Unexpected Comedy: The Five Funniest Best Picture Winners
It’s Oscar time again, which means that Hollywood, and we their obedient servants, will pretend that the five movies we collectively disliked the least are the "best." It also means that the most somber, humorless movie will be crowned a masterpiece.
In the minds of Oscar voters, pleasure while viewing a movie–especially pleasure that manifests itself as laughter–automatically means that the movie is not serious enough to be any good. Even with these deeply cynical and annoying-at-Oscar-party beliefs, I was still dumbfounded at how few actual comedies won best picture, even ones masquerading as serious dramas.
Annie Hall (1977)
Hi! I’m a funny, short guy, and I’m a big fan of Annie Hall. Mom always told me I was a complete original, and I think this pretty much proves it. I have about two books worth of material to write about this particular movie, easily in my top five of all time, but I’ll just say that I’m shocked at how fresh and funny it's stayed in the 32 years since its release. This is impressive because it’s always been Woody’s most culturally relevant movie, as if he, for once, was actually paying attention to what was happening in the world around him instead of gently parodying his own fantasy Manhattan.

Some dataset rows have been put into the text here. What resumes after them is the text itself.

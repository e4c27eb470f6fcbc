//! On-disk store of `(id, vector)` pairs produced by the offline encode step.
//!
//! Layout, all little-endian:
//!
//! ```text
//! magic "FEMB" | version u32 | count u64 | dim u32 | ids [i64; count] | vectors [f32; count * dim]
//! ```

use std::path::{Path, PathBuf};

use bytemuck::cast_slice;
use tracing::{debug, info};

use super::persist::{read_file, write_atomically};
use crate::error::{Result, RetrievalError};

#[cfg(not(target_endian = "little"))]
compile_error!("the embedding store layout is written with native little-endian casts");

const MAGIC: &[u8; 4] = b"FEMB";
const FORMAT_VERSION: u32 = 1;
const HEADER_LEN: usize = 4 + 4 + 8 + 4;

/// A single embedding keyed by its food identifier.
#[derive(Debug, Clone, PartialEq)]
pub struct EmbeddingRecord {
    pub id: i64,
    pub vector: Vec<f32>,
}

impl EmbeddingRecord {
    pub fn new(id: i64, vector: Vec<f32>) -> Self {
        Self { id, vector }
    }
}

#[derive(Debug, Clone)]
pub struct EmbeddingStore {
    path: PathBuf,
}

impl EmbeddingStore {
    pub fn new(path: impl Into<PathBuf>) -> Self {
        Self { path: path.into() }
    }

    pub fn path(&self) -> &Path {
        &self.path
    }

    pub fn exists(&self) -> bool {
        self.path.is_file()
    }

    /// Replaces the store with `records`. Every vector must share one length.
    pub fn write(&self, records: &[EmbeddingRecord]) -> Result<()> {
        let dim = records.first().map_or(0, |r| r.vector.len());
        if let Some(first) = records.first().filter(|_| dim == 0) {
            return Err(RetrievalError::InvalidArgument(format!(
                "embedding for id {} is empty",
                first.id
            )));
        }
        if let Some(bad) = records.iter().find(|r| r.vector.len() != dim) {
            return Err(RetrievalError::DimensionMismatch {
                expected: dim,
                actual: bad.vector.len(),
            });
        }
        let dim_u32 = u32::try_from(dim).map_err(|_| {
            RetrievalError::InvalidArgument(format!("embedding dimension {} is too large", dim))
        })?;

        let ids: Vec<i64> = records.iter().map(|r| r.id).collect();
        let matrix: Vec<f32> = records.iter().flat_map(|r| r.vector.iter().copied()).collect();

        let mut bytes = Vec::with_capacity(HEADER_LEN + ids.len() * 8 + matrix.len() * 4);
        bytes.extend_from_slice(MAGIC);
        bytes.extend_from_slice(&FORMAT_VERSION.to_le_bytes());
        bytes.extend_from_slice(&(records.len() as u64).to_le_bytes());
        bytes.extend_from_slice(&dim_u32.to_le_bytes());
        bytes.extend_from_slice(cast_slice(ids.as_slice()));
        bytes.extend_from_slice(cast_slice(matrix.as_slice()));

        write_atomically(&self.path, &bytes)?;
        info!(path = %self.path.display(), count = records.len(), dimension = dim, "Embedding store written");
        Ok(())
    }

    pub fn read_all(&self) -> Result<Vec<EmbeddingRecord>> {
        let bytes = read_file(&self.path)?;
        let records = decode(&bytes)?;
        debug!(path = %self.path.display(), count = records.len(), "Embedding store read");
        Ok(records)
    }
}

fn decode(bytes: &[u8]) -> Result<Vec<EmbeddingRecord>> {
    if bytes.len() < HEADER_LEN {
        return Err(RetrievalError::CorruptStore(format!(
            "file is {} bytes, shorter than the {}-byte header",
            bytes.len(),
            HEADER_LEN
        )));
    }
    if &bytes[0..4] != MAGIC {
        return Err(RetrievalError::CorruptStore("bad magic bytes".to_string()));
    }
    let version = u32::from_le_bytes(le_array(&bytes[4..8]));
    if version != FORMAT_VERSION {
        return Err(RetrievalError::CorruptStore(format!(
            "unsupported format version {}",
            version
        )));
    }
    let count = u64::from_le_bytes(le_array(&bytes[8..16]));
    let dim = u32::from_le_bytes(le_array(&bytes[16..20])) as usize;

    if count > 0 && dim == 0 {
        return Err(RetrievalError::CorruptStore(format!(
            "header records {} vectors of dimension 0",
            count
        )));
    }

    let expected_len = usize::try_from(count)
        .ok()
        .and_then(|n| {
            let ids_len = n.checked_mul(8)?;
            let vec_len = n.checked_mul(dim)?.checked_mul(4)?;
            HEADER_LEN.checked_add(ids_len)?.checked_add(vec_len)
        })
        .ok_or_else(|| {
            RetrievalError::CorruptStore(format!("header size overflow: count={} dim={}", count, dim))
        })?;
    if bytes.len() != expected_len {
        return Err(RetrievalError::CorruptStore(format!(
            "header records {} vectors of dimension {} ({} bytes), file has {} bytes",
            count,
            dim,
            expected_len,
            bytes.len()
        )));
    }

    let count = count as usize;
    let ids_end = HEADER_LEN + count * 8;
    let ids = bytes[HEADER_LEN..ids_end]
        .chunks_exact(8)
        .map(|chunk| i64::from_le_bytes(le_array(chunk)));

    let mut vectors = bytes[ids_end..]
        .chunks_exact(4)
        .map(|chunk| f32::from_le_bytes(le_array(chunk)));

    Ok(ids
        .map(|id| EmbeddingRecord {
            id,
            vector: vectors.by_ref().take(dim).collect(),
        })
        .collect())
}

// Callers slice exactly N bytes, so the conversion cannot fail.
fn le_array<const N: usize>(chunk: &[u8]) -> [u8; N] {
    let mut out = [0u8; N];
    out.copy_from_slice(chunk);
    out
}
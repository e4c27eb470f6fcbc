use clap::{Parser, Subcommand};
use std::path::PathBuf;

use crate::config::DEFAULT_CONFIG_PATH;

#[derive(Parser, Debug)]
#[command(author, version, about = "Nutrition reference retrieval for meal analysis", long_about = None)]
pub struct Cli {
    /// Path to the TOML settings file (optional)
    #[arg(short, long, default_value = DEFAULT_CONFIG_PATH)]
    pub config: String,

    #[command(subcommand)]
    pub command: Command,
}

#[derive(Subcommand, Debug)]
pub enum Command {
    /// Load the food CSV into the metadata database, replacing its contents
    ImportMetadata {
        #[arg(long)]
        csv: Option<PathBuf>,
    },
    /// Encode every food in the CSV and write the embedding store
    Embed {
        #[arg(long)]
        csv: Option<PathBuf>,
    },
    /// Build the vector index from the embedding store and save it
    BuildIndex,
    /// Print the reference foods most similar to a text query
    Search {
        /// Free-text food description to encode
        text: String,
        #[arg(short = 'k', long)]
        top_k: Option<usize>,
        /// Print records with scores as JSON
        #[arg(long)]
        json: bool,
    },
    /// Retrieve reference foods and ask the local model for a nutrition estimate
    Ask {
        /// Meal description
        description: String,
        #[arg(short = 'k', long)]
        top_k: Option<usize>,
    },
}

pub fn parse_args() -> Cli {
    Cli::parse()
}
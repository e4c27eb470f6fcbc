use std::path::PathBuf;

use thiserror::Error;

/// Result alias for retrieval operations.
pub type Result<T> = std::result::Result<T, RetrievalError>;

#[derive(Error, Debug)]
pub enum RetrievalError {
    #[error("Invalid argument: {0}")]
    InvalidArgument(String),

    #[error("Dimension mismatch: expected {expected}, got {actual}")]
    DimensionMismatch { expected: usize, actual: usize },

    #[error("Cannot build an index from zero embedding records")]
    EmptyInput,

    #[error("IO error on {}: {source}", path.display())]
    Io {
        path: PathBuf,
        #[source]
        source: std::io::Error,
    },

    #[error("File not found: {}", .0.display())]
    NotFound(PathBuf),

    #[error("Corrupt embedding store: {0}")]
    CorruptStore(String),

    #[error("Corrupt vector index: {0}")]
    CorruptIndex(String),

    #[error("Metadata store error: {0}")]
    Metadata(#[from] rusqlite::Error),

    #[error("Encoding failed: {0}")]
    Encoding(String),

    #[error("Completion failed: {0}")]
    Completion(String),

    #[error("Food CSV error: {0}")]
    Csv(#[from] csv::Error),

    #[error("Config error: {0}")]
    Config(#[from] config::ConfigError),
}

impl RetrievalError {
    /// Wraps an IO error, promoting `NotFound` to its own variant.
    pub fn io(path: impl Into<PathBuf>, source: std::io::Error) -> Self {
        let path = path.into();
        if source.kind() == std::io::ErrorKind::NotFound {
            RetrievalError::NotFound(path)
        } else {
            RetrievalError::Io { path, source }
        }
    }

    /// True when the failure means retrieval itself is down (missing or
    /// corrupt artifacts, store failures) rather than a caller mistake.
    pub fn is_unavailable(&self) -> bool {
        matches!(
            self,
            RetrievalError::Io { .. }
                | RetrievalError::NotFound(_)
                | RetrievalError::CorruptStore(_)
                | RetrievalError::CorruptIndex(_)
                | RetrievalError::Metadata(_)
                | RetrievalError::Encoding(_)
        )
    }
}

Before he locked himself in his Upper West Side tower and started creating a fabulist world where 12-year-olds are quoting Camus and 50 year old Manhattanites are more worried about Mahler than real estate, he listened to the street and what people were saying. Sometimes, it was hilarious, like sneezing in the cocaine. Sometimes, it was sour, like mocking Shelley Duvall’s reporter character as representative of everyone who likes rock music.
Comedies tend to lose their punch as the world they’re responding to fades into history, but Annie Hall always seems to be reacting to right now.